Alexandre Garcia

Alexandre Garcia: Guilhermina no Equador

A legislação leniente traz a mensagem de que o crime compensa. Combatemos o crime com declarações grandiloquentes de políticos, enquanto os criminosos inflam seus domínios

A triste notícia me fez decidir o assunto desta semana: Guilhermina, a Guel, empregada de meus amigos, sempre simpática com os visitantes, foi assaltada e assassinada ao sair de casa para o trabalho. Foi no Jardim Ingá, na periferia de Brasília. Esfaqueada para lhe tirar a vida e levar a bolsa com a carteira de trabalho, a identidade e uns poucos reais para pagar o ônibus. Vão ter que controlar também as facas, enquanto não descobrirem que não é a arma — o revólver, a pedra, o pau, a faca — mas o cérebro que mata. Autores de uma nota da Associação de Juízes de Minas escreveram que a causa são as diferenças sociais. Como assim, se os pobres é que mais são assaltados e mortos? Ser criminoso é questão de caráter. Pobres são honestos e têm desvios; ricos são honestos e têm desvios. Há desvios entre juízes, advogados, jornalistas, empresários, médicos, policiais — e não é por ter mais ou menos posses; é por ter mais ou menos padrão de conduta. Para os que se desviam deveria haver a punição da lei, para segregá-los. Assaltante preso não assalta; assaltante solto continua roubando e matando, como na última saidinha de Natal.
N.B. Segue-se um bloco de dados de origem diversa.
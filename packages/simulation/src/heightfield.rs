//! Square grid of surface heights.

use serde::Serialize;

/// Returns `n` evenly spaced values from `start` to `end`, inclusive.
#[must_use]
#[allow(clippy::cast_precision_loss)]
pub fn linspace(start: f64, end: f64, n: usize) -> Vec<f64> {
    match n {
        0 => Vec::new(),
        1 => vec![start],
        _ => {
            let step = (end - start) / (n - 1) as f64;
            (0..n)
                .map(|i| if i == n - 1 { end } else { start + step * i as f64 })
                .collect()
        }
    }
}

/// A square heightfield sampled on the same coordinates along both axes.
///
/// Cells are stored row-major: `row` indexes the y axis, `col` the x axis.
#[derive(Debug, Clone, PartialEq, Serialize)]
pub struct Heightfield {
    coords: Vec<f64>,
    cells: Vec<f64>,
}

impl Heightfield {
    /// Creates a flat (all-zero) field over `coords` × `coords`.
    #[must_use]
    pub fn flat(coords: Vec<f64>) -> Self {
        let cells = vec![0.0; coords.len() * coords.len()];
        Self { coords, cells }
    }

    /// Cells per axis.
    #[must_use]
    pub fn size(&self) -> usize {
        self.coords.len()
    }

    /// Axis coordinates.
    #[must_use]
    pub fn coords(&self) -> &[f64] {
        &self.coords
    }

    /// Distance between neighbouring samples.
    #[must_use]
    pub fn spacing(&self) -> f64 {
        match self.coords.as_slice() {
            [a, b, ..] => (b - a).abs(),
            _ => 0.0,
        }
    }

    /// Distance between the first and last sample.
    #[must_use]
    pub fn extent(&self) -> f64 {
        match (self.coords.first(), self.coords.last()) {
            (Some(first), Some(last)) => last - first,
            _ => 0.0,
        }
    }

    /// Height at (`row`, `col`).
    ///
    /// # Panics
    ///
    /// Panics if either index is out of bounds.
    #[must_use]
    pub fn get(&self, row: usize, col: usize) -> f64 {
        self.cells[row * self.size() + col]
    }

    /// Mutable height at (`row`, `col`).
    ///
    /// # Panics
    ///
    /// Panics if either index is out of bounds.
    pub fn get_mut(&mut self, row: usize, col: usize) -> &mut f64 {
        let size = self.size();
        &mut self.cells[row * size + col]
    }

    /// All heights, row-major.
    #[must_use]
    pub fn cells(&self) -> &[f64] {
        &self.cells
    }

    /// Visits every cell with its `(x, y)` position.
    pub fn for_each_mut(&mut self, mut f: impl FnMut(f64, f64, &mut f64)) {
        let size = self.size();
        for (i, cell) in self.cells.iter_mut().enumerate() {
            let x = self.coords[i % size];
            let y = self.coords[i / size];
            f(x, y, cell);
        }
    }

    /// Lowest height, capped at the zero level (`0.0` for an empty field).
    #[must_use]
    pub fn min(&self) -> f64 {
        self.cells.iter().copied().fold(0.0, f64::min)
    }

    /// Riemann-sum volume between the surface and the zero level.
    #[must_use]
    pub fn volume(&self) -> f64 {
        let spacing = self.spacing();
        self.cells.iter().map(|h| h.abs()).sum::<f64>() * spacing * spacing
    }

    /// Builds a field with the same coordinates from a row-major cell list.
    pub(crate) fn with_cells(&self, cells: Vec<f64>) -> Self {
        debug_assert_eq!(cells.len(), self.cells.len());
        Self {
            coords: self.coords.clone(),
            cells,
        }
    }
}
Para o noticiário, Guel foi apenas mais uma vítima, na rotina brasileira, na vizinhança do crime, da violência, da maldade, da falta de caráter. Direitos humanos, onde estais? Onde estão o direito de ir e vir, de trabalhar, à vida, à propriedade? O Equador passa pelo Brasil — geograficamente e por semelhança.  Corta o Brasil no norte, e corta corpos brasileiros nos assaltos, mas também na corrupção, nos assassinatos, nas lavagens de dinheiro, nos fuzis das facções, nos desvios das estatais, nas vendas de sentenças, nas omissões, no fracasso das leis penais e dos seus agentes. Sofremos mais de 30 mil homicídios num ano; Equador tem nove mil. Em números absolutos, estamos há anos numa triste liderança no mundo — entre os três países com mais homicídios. E o problema não é apenas de assassinatos, mas assaltos e corrupção. A legislação leniente traz a mensagem de que o crime compensa. Combatemos o crime com declarações grandiloquentes de políticos, enquanto os criminosos inflam seus domínios.

No Equador, o crime se misturou com a política, a ponto de a chefe do Ministério Público afirmar que há uma narcopolítica. Por aqui também há disso, com a influência do crime nas eleições de prefeitos, vereadores e congressistas. A costa do Equador tem o domínio das facções; aqui há muitos "portos" clandestinos nas margens do Lago de Itaipu e na costa atlântica, sem contar com as estradas do contrabando na nossa fronteira seca oeste. No Rio, há territórios liberados, santuários das milícias e das facções de drogas. O tráfico e suas facções já estão até na Amazônia, com ligações no exterior e no sul do país. De norte a sul, vamos imitando os cariocas, que foram se adaptando, se adequando, se aculturando, nessas últimas cinco décadas, enquanto o crime no Rio substituía o revólver pelo fuzil e a metralhadora .50.

No próximo dia 1º, um ex-ministro do Supremo, sem currículo em segurança pública, vai assumir o Ministério que, de fato, não é da Justiça, mas é da Segurança Pública. O que poderá ele fazer, além da declaração de que vai combater o crime? Como a Colômbia passou nos anos 80 e o México nos anos 90, e o Equador agora, o Estado brasileiro apenas vai assistindo à expansão do crime, que já tem territórios, tem presídios, tem políticos e até tem influenciadores que detestam a polícia e adoram essas "vítimas da sociedade" — como o assaltante que enfiou a faca no coração da Guel, que saía para o trabalho.